Self- Insurance Programs — OCLC uses various self- insurance plans for certain of its medical
insurance programs in the United States of America. The associated liability has been recorded in
the financial statements based on information currently available as to the estimated ultimate cost for
incidents prior to the balance sheet dates. Losses in excess of certain limits are insured with
third- party insurance companies.
Reclassifications — Certain 2006 amounts have been reclassified to conform to the 2007
presentation.
2. INVESTMENTS
In accordance with Statement of Financial Accounting Standards (“ SFAS”) No. 124, Accounting for
Certain Investments Held by Not- For- Profit Organizations, debt and equity investments are carried
at their fair value with related unrealized gains and losses on the portfolio reflected in the change in
net equity. Realized gains and losses are included in investment income.

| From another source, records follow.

// src/db/models/package.rs

//! Package model - one row per installed package

use crate::error::Result;
use rusqlite::{Connection, OptionalExtension, Row, params};

#[derive(Debug, Clone, PartialEq, Eq)]
pub struct Package {
    pub name: String,
    pub version: String,
    pub installed_at: Option<String>,
}

impl Package {
    pub fn new(name: String, version: String) -> Self {
        Self {
            name,
            version,
            installed_at: None,
        }
    }

    /// Insert this package into the database
    pub fn insert(&mut self, conn: &Connection) -> Result<()> {
        conn.execute(
            "INSERT INTO packages (name, version) VALUES (?1, ?2)",
            params![&self.name, &self.version],
        )?;
        Ok(())
    }

    /// Find a package by name
    pub fn find_by_name(conn: &Connection, name: &str) -> Result<Option<Self>> {
        let mut stmt =
            conn.prepare("SELECT name, version, installed_at FROM packages WHERE name = ?1")?;
        let package = stmt.query_row([name], Self::from_row).optional()?;
        Ok(package)
    }

    /// List all installed packages ordered by name
    pub fn list_all(conn: &Connection) -> Result<Vec<Self>> {
        let mut stmt =
            conn.prepare("SELECT name, version, installed_at FROM packages ORDER BY name")?;
        let packages = stmt
            .query_map([], Self::from_row)?
            .collect::<std::result::Result<Vec<_>, _>>()?;
        Ok(packages)
    }

    /// Move `name` from version `from` to `to`
    ///
    /// Returns the number of rows changed, zero when no package with that
    /// name and version is installed.
    pub fn update_version(conn: &Connection, name: &str, from: &str, to: &str) -> Result<usize> {
        let changed = conn.execute(
            "UPDATE packages SET version = ?3, installed_at = CURRENT_TIMESTAMP
             WHERE name = ?1 AND version = ?2",
            params![name, from, to],
        )?;
        Ok(changed)
    }

    pub fn delete(conn: &Connection, name: &str) -> Result<()> {
        conn.execute("DELETE FROM packages WHERE name = ?1", [name])?;
        Ok(())
    }

    fn from_row(row: &Row) -> rusqlite::Result<Self> {
        Ok(Self {
            name: row.get(0)?,
            version: row.get(1)?,
            installed_at: row.get(2)?,
        })
    }
}
// src/db/schema.rs

//! Catalog schema definitions and migrations
//!
//! Three tables hold the catalog: `packages` (one row per installed
//! package), `scripts` (lifecycle scripts keyed by package and phase) and
//! `files` (every path a package owns, directories included).

use crate::error::{Error, Result};
use rusqlite::Connection;
use tracing::{debug, info};

/// Current schema version
pub const SCHEMA_VERSION: i32 = 1;

/// Initialize the schema version tracking table
fn init_schema_version(conn: &Connection) -> Result<()> {
    conn.execute(
        "CREATE TABLE IF NOT EXISTS schema_version (
            version INTEGER PRIMARY KEY,
            applied_at TEXT NOT NULL DEFAULT CURRENT_TIMESTAMP
        )",
        [],
    )?;
    Ok(())
}

/// Get the current schema version from the database
pub fn get_schema_version(conn: &Connection) -> Result<i32> {
    init_schema_version(conn)?;

    let version = conn
        .query_row(
            "SELECT version FROM schema_version ORDER BY version DESC LIMIT 1",
            [],
            |row| row.get(0),
        )
        .unwrap_or(0);

    Ok(version)
}

fn set_schema_version(conn: &Connection, version: i32) -> Result<()> {
    conn.execute(
        "INSERT INTO schema_version (version) VALUES (?1)",
        [version],
    )?;
    Ok(())
}

/// Apply all pending migrations to bring the database up to date
pub fn migrate(conn: &Connection) -> Result<()> {
    let current_version = get_schema_version(conn)?;
    debug!("Current catalog schema version: {}", current_version);

    if current_version >= SCHEMA_VERSION {
        return Ok(());
    }

    for version in (current_version + 1)..=SCHEMA_VERSION {
        info!("Applying catalog migration to version {}", version);
        apply_migration(conn, version)?;
        set_schema_version(conn, version)?;
    }

    Ok(())
}

fn apply_migration(conn: &Connection, version: i32) -> Result<()> {
    match version {
        1 => migrate_v1(conn),
        _ => Err(Error::Catalog(format!(
            "Unknown catalog migration version: {}",
            version
        ))),
    }
}

/// Initial schema
fn migrate_v1(conn: &Connection) -> Result<()> {
    conn.execute_batch(
        "
        CREATE TABLE packages (
            name TEXT PRIMARY KEY,
            version TEXT NOT NULL,
            installed_at TEXT NOT NULL DEFAULT CURRENT_TIMESTAMP
        );

        CREATE TABLE scripts (
            package TEXT NOT NULL REFERENCES packages(name),
            phase TEXT NOT NULL,
            body TEXT NOT NULL,
            PRIMARY KEY (package, phase)
        );

        -- checksum is '-' for directories, symlinks hash their target
        CREATE TABLE files (
            path TEXT PRIMARY KEY,
            package TEXT NOT NULL REFERENCES packages(name),
            kind TEXT NOT NULL CHECK(kind IN ('file', 'dir', 'slink')),
            checksum TEXT NOT NULL,
            uid INTEGER NOT NULL DEFAULT 0,
            gid INTEGER NOT NULL DEFAULT 0,
            flags INTEGER NOT NULL DEFAULT 0,
            mode INTEGER NOT NULL DEFAULT 0
        );

        CREATE INDEX idx_files_package ON files(package);
        ",
    )?;

    Ok(())
}
// src/scriptlet/mod.rs

//! Lifecycle script execution for package install/upgrade/deinstall hooks
//!
//! Packages carry shell scripts keyed by phase (`pre-install`, `upgrade`,
//! ...). A script is written to a transient `<pid>-<phase>` file inside the
//! destination root and run there with the shell, confined to the root when
//! one is given. Key properties:
//!
//! - A missing phase is a silent no-op
//! - The phase argument token (`PRE-INSTALL`, ...) is appended when supplied
//! - The transient file is removed on every exit path
//! - A nonzero exit status is logged, never returned as an error
//! - Unprivileged runs against a destination root follow the configured
//!   `UnprivilegedScripts` policy

use crate::config::{InstallerConfig, UnprivilegedScripts};
use crate::container::{ConfinedRunner, ScriptExit, ScriptInvocation};
use crate::error::{Error, Result};
use std::collections::BTreeMap;
use std::fs::{self, File};
use std::io::Write;
use std::os::unix::fs::PermissionsExt;
use std::path::{Path, PathBuf};
use std::str::FromStr;
use strum_macros::{AsRefStr, Display, EnumIter, EnumString};
use tracing::{debug, error, info, warn};

/// Lifecycle phase keys recognized in a manifest's `scripts` table
#[derive(
    Debug, Clone, Copy, PartialEq, Eq, PartialOrd, Ord, Hash, Display, EnumString, AsRefStr, EnumIter,
)]
#[strum(serialize_all = "kebab-case")]
pub enum ScriptPhase {
    PreInstall,
    Install,
    PostInstall,
    PreDeinstall,
    Deinstall,
    PostDeinstall,
    PreUpgrade,
    Upgrade,
    PostUpgrade,
    PreDelta,
    PostDelta,
}

impl ScriptPhase {
    /// Phases whose presence makes a package upgrade-aware
    pub const UPGRADE_PHASES: [ScriptPhase; 3] =
        [Self::PreUpgrade, Self::Upgrade, Self::PostUpgrade];
}

/// Argument token passed to the combined `install`/`deinstall`/`upgrade`
/// scripts so they know which step they are running for
#[derive(Debug, Clone, Copy, PartialEq, Eq, Display, AsRefStr)]
pub enum PhaseArgument {
    #[strum(serialize = "PRE-INSTALL")]
    PreInstall,
    #[strum(serialize = "POST-INSTALL")]
    PostInstall,
    #[strum(serialize = "DEINSTALL")]
    Deinstall,
    #[strum(serialize = "POST-DEINSTALL")]
    PostDeinstall,
    #[strum(serialize = "PRE-UPGRADE")]
    PreUpgrade,
    #[strum(serialize = "POST-UPGRADE")]
    PostUpgrade,
}

/// Script bodies keyed by phase
#[derive(Debug, Clone, Default, PartialEq, Eq)]
pub struct ScriptTable {
    scripts: BTreeMap<ScriptPhase, String>,
}

impl ScriptTable {
    pub fn new() -> Self {
        Self::default()
    }

    /// Build a table from raw manifest keys, dropping keys that are not
    /// lifecycle phases
    pub fn from_raw<I, K, V>(raw: I) -> Self
    where
        I: IntoIterator<Item = (K, V)>,
        K: AsRef<str>,
        V: Into<String>,
    {
        let mut table = Self::new();
        for (key, body) in raw {
            match ScriptPhase::from_str(key.as_ref()) {
                Ok(phase) => {
                    table.insert(phase, body);
                }
                Err(_) => warn!("Ignoring unknown script key {}", key.as_ref()),
            }
        }
        table
    }

    pub fn insert(&mut self, phase: ScriptPhase, body: impl Into<String>) -> &mut Self {
        self.scripts.insert(phase, body.into());
        self
    }

    pub fn get(&self, phase: ScriptPhase) -> Option<&str> {
        self.scripts.get(&phase).map(String::as_str)
    }

    pub fn contains(&self, phase: ScriptPhase) -> bool {
        self.scripts.contains_key(&phase)
    }

    pub fn is_empty(&self) -> bool {
        self.scripts.is_empty()
    }

    pub fn len(&self) -> usize {
        self.scripts.len()
    }

    /// Whether any of pre-upgrade, upgrade or post-upgrade is present
    pub fn is_upgrade_aware(&self) -> bool {
        ScriptPhase::UPGRADE_PHASES.iter().any(|p| self.contains(*p))
    }

    pub fn iter(&self) -> impl Iterator<Item = (ScriptPhase, &str)> {
        self.scripts.iter().map(|(p, body)| (*p, body.as_str()))
    }
}

impl FromIterator<(ScriptPhase, String)> for ScriptTable {
    fn from_iter<T: IntoIterator<Item = (ScriptPhase, String)>>(iter: T) -> Self {
        Self {
            scripts: iter.into_iter().collect(),
        }
    }
}

/// What happened when a phase was requested
#[derive(Debug, Clone, Copy, PartialEq, Eq)]
pub enum ScriptOutcome {
    /// The table has no script for the phase
    NotPresent,
    /// The script exists but was not run (unprivileged against a root)
    Skipped,
    /// The script ran and exited with this status
    Exited(i32),
    /// The script was killed after the configured timeout
    TimedOut,
}

/// Transient script file, removed when dropped
struct TransientScript {
    path: PathBuf,
}

impl TransientScript {
    fn create(path: PathBuf, body: &str) -> Result<Self> {
        let mut file = File::create(&path).map_err(|e| {
            Error::ScriptletError(format!("Cannot write script {}: {}", path.display(), e))
        })?;
        // From here on the guard owns cleanup
        let guard = Self { path };
        file.write_all(body.as_bytes())?;

        let mut perms = file.metadata()?.permissions();
        perms.set_mode(0o700);
        fs::set_permissions(&guard.path, perms)?;

        Ok(guard)
    }
}

impl Drop for TransientScript {
    fn drop(&mut self) {
        if let Err(e) = fs::remove_file(&self.path) {
            warn!("Could not remove script {}: {}", self.path.display(), e);
        }
    }
}

/// Runs lifecycle scripts for one destination root
pub struct ScriptRunner<'a> {
    /// `None` for the running system's own root
    root: Option<PathBuf>,
    config: &'a InstallerConfig,
    runner: &'a dyn ConfinedRunner,
}

impl<'a> ScriptRunner<'a> {
    /// Create a runner for `root`; `None`, an empty path or `/` mean the
    /// running system's own root
    pub fn new(
        root: Option<&Path>,
        config: &'a InstallerConfig,
        runner: &'a dyn ConfinedRunner,
    ) -> Self {
        let root = root
            .filter(|r| !r.as_os_str().is_empty() && *r != Path::new("/"))
            .map(Path::to_path_buf);
        Self {
            root,
            config,
            runner,
        }
    }

    pub fn root(&self) -> Option<&Path> {
        self.root.as_deref()
    }

    /// Run the script for `phase` from `table`, if there is one
    pub fn run(
        &self,
        table: &ScriptTable,
        phase: ScriptPhase,
        argument: Option<PhaseArgument>,
        prefix: Option<&str>,
    ) -> Result<ScriptOutcome> {
        let Some(body) = table.get(phase) else {
            debug!("No {} script to run", phase);
            return Ok(ScriptOutcome::NotPresent);
        };

        let script_name = format!("{}-{}", std::process::id(), phase);

        let (host_dir, confine_to) = match &self.root {
            None => (std::env::temp_dir(), None),
            Some(root) if self.runner.can_confine() => (root.clone(), Some(root.clone())),
            Some(root) => {
                error!(
                    "Installation root is set, and process is not root. Cannot run script {}",
                    phase
                );
                if self.config.unprivileged_scripts == UnprivilegedScripts::LogAndContinue {
                    // Never executed: the host is not the destination root
                    let script = TransientScript::create(root.join(&script_name), body)?;
                    debug!("Not executing {}", script.path.display());
                }
                return Ok(ScriptOutcome::Skipped);
            }
        };

        let script = TransientScript::create(host_dir.join(&script_name), body)?;

        // Confined runs see the script at the root of their filesystem
        let script_arg = if confine_to.is_some() {
            format!("/{script_name}")
        } else {
            script.path.to_string_lossy().into_owned()
        };

        let mut args = Vec::with_capacity(3);
        if self.config.trace_scripts {
            args.push("-x".to_string());
        }
        args.push(script_arg);
        if let Some(argument) = argument {
            args.push(argument.to_string());
        }

        let mut env = Vec::new();
        if let Some(prefix) = prefix {
            env.push(("PKG_PREFIX".to_string(), prefix.to_string()));
        }

        let invocation = ScriptInvocation {
            phase,
            argument,
            program: self.config.shell.clone(),
            args,
            script_path: script.path.clone(),
            root: confine_to,
            env,
            timeout: self.config.script_timeout(),
        };

        info!(
            "script (chroot to {}): {} {:?}",
            invocation
                .root
                .as_deref()
                .unwrap_or(Path::new("/"))
                .display(),
            invocation.program.display(),
            invocation.args
        );
        debug!("{}", body);

        let outcome = match self.runner.run(&invocation)? {
            ScriptExit::Exited(0) => {
                info!("{} script completed successfully", phase);
                ScriptOutcome::Exited(0)
            }
            ScriptExit::Exited(code) => {
                error!("{} script exited with status {}", phase, code);
                ScriptOutcome::Exited(code)
            }
            ScriptExit::TimedOut => {
                error!(
                    "{} script timed out after {} seconds",
                    phase, self.config.script_timeout_secs
                );
                ScriptOutcome::TimedOut
            }
        };

        drop(script);
        Ok(outcome)
    }
}
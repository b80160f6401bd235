use dioxus::prelude::*;

use crate::components::{display::RegistrationNotice, forms::SignUpForm};
use crate::features::sign_up::{SignUpAction, SignUpFormState};

#[component]
pub fn SignUpPage() -> Element {
    // State lives for as long as the page is mounted
    let mut state = use_signal(SignUpFormState::default);

    // In-place reduction keeps the signal's value and its subscribers
    let dispatch = EventHandler::new(move |action: SignUpAction| {
        state.with_mut(|s| {
            s.reduce_in_place(action);
        });
    });

    rsx! {
        div {
            class: "sign-up-container",

            h1 {
                class: "sign-up-title",
                "Sign Up"
            }

            SignUpForm {
                state: state,
                dispatch: dispatch
            }

            if state().registered {
                RegistrationNotice {}
            }
        }
    }
}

OCLC invests available cash in major banks, federal, state, and local government obligations and
investment grade debt and equity securities. Market risk is reduced by investing funds in maturities
that match anticipated short and long- term cash needs and by investing in diversified industries and
markets, both domestic and international. All investments are held in safekeeping by trustees and are
reflected in the consolidated balance sheets as cash equivalents, short- term investments, government
securities, corporate notes and bonds, and equity securities.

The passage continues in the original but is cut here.